Brands have to think smarter. And, crucially, they have to be friendly.

Facebook has made some significant changes to the way it treats posts from brands. In short, it’s reducing ‘overly promotional’ page posts from users’ news feeds.

While cynics would say this is simply a way to generate more advertising revenue by making brands pay to target their own fans, the truth is that Facebook is a social network, not a marketplace. Facebook users want to find out what their friends are up to, and share pictures, jokes, stories and links with them. They don’t want endless streams of posts from brands desperately imploring them to install their apps or buy their products.

But don’t worry, that doesn’t mean that brands have to beat a hasty retreat from Facebook – it just means they have to think smarter. And, crucially, they have to be friendly.

Build trust and sales

A friend doesn’t arrive at the pub and immediately try to sell you a watch (if they do, seriously consider changing friends and/or pub). A brand shouldn’t begin a social conversation with a sales pitch – you have to build trust before your build sales. And you do that by giving your audience something that has value.

Tell stories that inspire action

Brands should always aim to share content that has value, content that users will feel motivated to share. So don’t bother posting stuff that isn’t either entertaining, inspirational or useful. If you manage all three, you’ll find that your audience will pass your message on for you.

Express your personality

Of course, anyone can share a cute kitten gif – simply sticking your brand’s logo on it isn’t going to help build followers and sell products. That’s why a well-defined brand personality is crucial. Brand personality is often something that senior people in a business understand intuitively but don’t clearly define and share with staff and agencies – which makes it pretty tricky to communicate to the brand’s audience.

Have a plan

Finally, brands need an overarching content strategy – because every post needs to reinforce your brand’s personality and worldview.

As users, we think carefully about the stuff we share on social networks – and when we don’t, we usually regret it. Same goes for brands: everything needs a carefully thought-through, consistent voice.

Stay on the feed

By punishing overly promotional posts, Facebook is actually rewarding good content – just as Google has been doing with its Penguin algorithms. Brands simply need to learn there are fewer shortcuts on social media these days. The age of one-night stands is over: like it or not, users want a long-term relationship.

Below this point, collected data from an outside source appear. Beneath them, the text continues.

//! Gantt timeline layout engine.
//!
//! Turns the set of non-Done issues into a render-ready layout model:
//! a day-column timeline, grouped rows, per-issue bar geometry and
//! orthogonal connector paths for related issues. The whole computation is
//! a deterministic pure function of the issue list, the current date, the
//! grouping mode and the arrows toggle; no side effects, no errors.

use crate::model::Issue;
use crate::sanitize;
use chrono::{Duration, NaiveDate};
use serde::Serialize;
use std::collections::{HashMap, HashSet};

/// Width of one day column, px.
pub const DAY_WIDTH: i64 = 40;
/// Height of every group-header and issue row, px.
pub const ROW_HEIGHT: i64 = 36;
/// Height of the timeline header above the first group, px.
pub const TIMELINE_HEADER_HEIGHT: i64 = 48;
/// Minimum horizontal gap before a connector turns right after its source.
pub const CONNECTOR_MIN_GAP: i64 = 40;
/// How far past a bar the connector's vertical segment runs.
pub const CONNECTOR_STUB: i64 = 12;

/// Fallback window: issues without a due date end this many days from today.
const DEFAULT_DUE_OFFSET_DAYS: i64 = 5;
/// Duration when story points are zero or unusable.
const DEFAULT_DURATION_DAYS: i64 = 3;
const MAX_DURATION_DAYS: i64 = 14;

/// Group label for issues without an assignee.
pub const UNASSIGNED_LABEL: &str = "Unassigned";

/// How issue rows are grouped.
#[derive(Debug, Clone, Copy, PartialEq, Eq, Default, clap::ValueEnum)]
pub enum GroupBy {
    #[default]
    Assignee,
    Type,
}

/// Pixel geometry of one issue bar.
#[derive(Debug, Clone, Copy, PartialEq, Eq, Serialize)]
#[serde(rename_all = "camelCase")]
pub struct Bar {
    pub start_x: i64,
    pub end_x: i64,
    pub center_y: i64,
}

/// One laid-out issue row.
#[derive(Debug, Clone, Serialize)]
#[serde(rename_all = "camelCase")]
pub struct GanttRow {
    pub issue_id: String,
    pub title: String,
    pub start_date: NaiveDate,
    pub end_date: NaiveDate,
    pub duration_days: i64,
    pub bar: Bar,
}

/// A group header plus its issue rows, in render order.
#[derive(Debug, Clone, Serialize)]
pub struct GanttGroup {
    pub label: String,
    pub rows: Vec<GanttRow>,
}

/// An orthogonal connector between two related issues' bars.
#[derive(Debug, Clone, Serialize)]
#[serde(rename_all = "camelCase")]
pub struct Connector {
    pub from_issue_id: String,
    pub to_issue_id: String,
    /// SVG-style path: H to the turn point, V to the target center, H in.
    pub path: String,
}

/// The computed timeline model.
#[derive(Debug, Clone, Serialize)]
#[serde(rename_all = "camelCase")]
pub struct TimelineLayout {
    pub timeline_start: NaiveDate,
    pub timeline_end: NaiveDate,
    pub days: Vec<NaiveDate>,
    pub groups: Vec<GanttGroup>,
    pub connectors: Vec<Connector>,
}

/// Layout result; zero active issues yields the explicit empty state
/// instead of a degenerate timeline.
#[derive(Debug, Clone, Serialize)]
#[serde(tag = "kind", rename_all = "snake_case")]
pub enum GanttLayout {
    Empty,
    Timeline(TimelineLayout),
}

/// Derived schedule of one issue: due date (or the default window) pinned
/// as the end, duration from story points, start walked back from the end.
#[derive(Debug, Clone, Copy, PartialEq, Eq)]
pub struct Schedule {
    pub start: NaiveDate,
    pub end: NaiveDate,
    pub duration_days: i64,
}

/// Compute an issue's schedule relative to `today`.
#[must_use]
pub fn schedule(issue: &Issue, today: NaiveDate) -> Schedule {
    let end = sanitize::parse_date(&issue.due_date)
        .unwrap_or(today + Duration::days(DEFAULT_DUE_OFFSET_DAYS));
    let duration_days = if issue.story_points >= 1 {
        issue.story_points.min(MAX_DURATION_DAYS)
    } else {
        DEFAULT_DURATION_DAYS
    };
    Schedule {
        start: end - Duration::days(duration_days - 1),
        end,
        duration_days,
    }
}

/// Lay out the Gantt view for the given issues.
///
/// Done issues are skipped; relation links whose target did not make it
/// into the layout are skipped too (dangling references are a render-time
/// concern, not an error).
#[must_use]
pub fn build_layout(
    issues: &[Issue],
    today: NaiveDate,
    group_by: GroupBy,
    with_arrows: bool,
) -> GanttLayout {
    let scheduled: Vec<(&Issue, Schedule)> = issues
        .iter()
        .filter(|i| i.status.is_active())
        .map(|i| (i, schedule(i, today)))
        .collect();

    if scheduled.is_empty() {
        return GanttLayout::Empty;
    }

    // One spare day column on each side of the extremes.
    let min_start = scheduled.iter().map(|(_, s)| s.start).min().unwrap_or(today);
    let max_end = scheduled.iter().map(|(_, s)| s.end).max().unwrap_or(today);
    let timeline_start = min_start - Duration::days(1);
    let timeline_end = max_end + Duration::days(1);

    let day_count = (timeline_end - timeline_start).num_days();
    let days: Vec<NaiveDate> = (0..=day_count)
        .map(|d| timeline_start + Duration::days(d))
        .collect();

    let groups = group_rows(&scheduled, timeline_start, group_by);

    let connectors = if with_arrows {
        route_connectors(&groups, &scheduled)
    } else {
        Vec::new()
    };

    GanttLayout::Timeline(TimelineLayout {
        timeline_start,
        timeline_end,
        days,
        groups,
        connectors,
    })
}

fn group_label(issue: &Issue, group_by: GroupBy) -> String {
    match group_by {
        GroupBy::Assignee => {
            let name = issue.assignee.trim();
            if name.is_empty() {
                UNASSIGNED_LABEL.to_string()
            } else {
                name.to_string()
            }
        }
        GroupBy::Type => issue.issue_type.as_str().to_string(),
    }
}

fn group_rows(
    scheduled: &[(&Issue, Schedule)],
    timeline_start: NaiveDate,
    group_by: GroupBy,
) -> Vec<GanttGroup> {
    let mut by_label: HashMap<String, Vec<(&Issue, Schedule)>> = HashMap::new();
    for &(issue, sched) in scheduled {
        by_label
            .entry(group_label(issue, group_by))
            .or_default()
            .push((issue, sched));
    }

    let mut labels: Vec<String> = by_label.keys().cloned().collect();
    // Locale-aware ordering, approximated as case-insensitive Unicode
    // comparison with the raw label as tiebreaker.
    labels.sort_by(|a, b| {
        a.to_lowercase()
            .cmp(&b.to_lowercase())
            .then_with(|| a.cmp(b))
    });

    let mut y = TIMELINE_HEADER_HEIGHT;
    let mut groups = Vec::with_capacity(labels.len());
    for label in labels {
        let mut members = by_label.remove(&label).unwrap_or_default();
        members.sort_by(|(ia, sa), (ib, sb)| sa.start.cmp(&sb.start).then_with(|| ia.id.cmp(&ib.id)));

        y += ROW_HEIGHT; // group header row
        let rows = members
            .into_iter()
            .map(|(issue, sched)| {
                let start_index = (sched.start - timeline_start).num_days();
                let end_index = (sched.end - timeline_start).num_days();
                let start_x = start_index * DAY_WIDTH;
                // A bar is never narrower than one day column.
                let end_x = (end_index + 1).max(start_index + 1) * DAY_WIDTH;
                let row = GanttRow {
                    issue_id: issue.id.clone(),
                    title: issue.title.clone(),
                    start_date: sched.start,
                    end_date: sched.end,
                    duration_days: sched.duration_days,
                    bar: Bar {
                        start_x,
                        end_x,
                        center_y: y + ROW_HEIGHT / 2,
                    },
                };
                y += ROW_HEIGHT;
                row
            })
            .collect();

        groups.push(GanttGroup { label, rows });
    }
    groups
}

fn route_connectors(groups: &[GanttGroup], scheduled: &[(&Issue, Schedule)]) -> Vec<Connector> {
    let bars: HashMap<&str, Bar> = groups
        .iter()
        .flat_map(|g| g.rows.iter())
        .map(|r| (r.issue_id.as_str(), r.bar))
        .collect();
    let links: HashMap<&str, &Issue> = scheduled.iter().map(|&(i, _)| (i.id.as_str(), i)).collect();

    let mut seen_pairs: HashSet<(String, String)> = HashSet::new();
    let mut connectors = Vec::new();

    // Walk rows in render order so output is deterministic.
    for row in groups.iter().flat_map(|g| g.rows.iter()) {
        let Some(issue) = links.get(row.issue_id.as_str()) else {
            continue;
        };
        for link in &issue.relation_links {
            let Some(&target_bar) = bars.get(link.target_issue_id.as_str()) else {
                continue; // dangling or Done target: filtered at render time
            };

            let mut pair = [row.issue_id.clone(), link.target_issue_id.clone()];
            pair.sort();
            let [lo, hi] = pair;
            if !seen_pairs.insert((lo, hi)) {
                continue; // one arrow per unordered pair, whatever the types
            }

            connectors.push(Connector {
                from_issue_id: row.issue_id.clone(),
                to_issue_id: link.target_issue_id.clone(),
                path: connector_path(row.bar, target_bar),
            });
        }
    }
    connectors
}

/// Route one orthogonal path from the source bar's right edge into the
/// target bar's left edge.
///
/// The turn point sits just past the source when there is a comfortable
/// horizontal gap to the target; otherwise it is pushed past whichever bar
/// extends further, so the vertical segment avoids crossing bar content.
fn connector_path(source: Bar, target: Bar) -> String {
    let turn_x = if target.start_x - source.end_x >= CONNECTOR_MIN_GAP {
        source.end_x + CONNECTOR_STUB
    } else {
        source.end_x.max(target.end_x) + CONNECTOR_STUB
    };
    format!(
        "M {} {} H {} V {} H {}",
        source.end_x, source.center_y, turn_x, target.center_y, target.start_x
    )
}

Postscript: I showed this post to our head of insight & performance, and he pointed out how these algorithmic changes make his life hell because it becomes harder to predict precisely which posts will have cut-through and which will flop. But the truth is that Facebook, like Google, is trying to become ever more intelligent when choosing the content that it puts in front of its users. Aim to serve the reader, rather than game the algorithm, and you’ll be on a good path – even when the technology changes.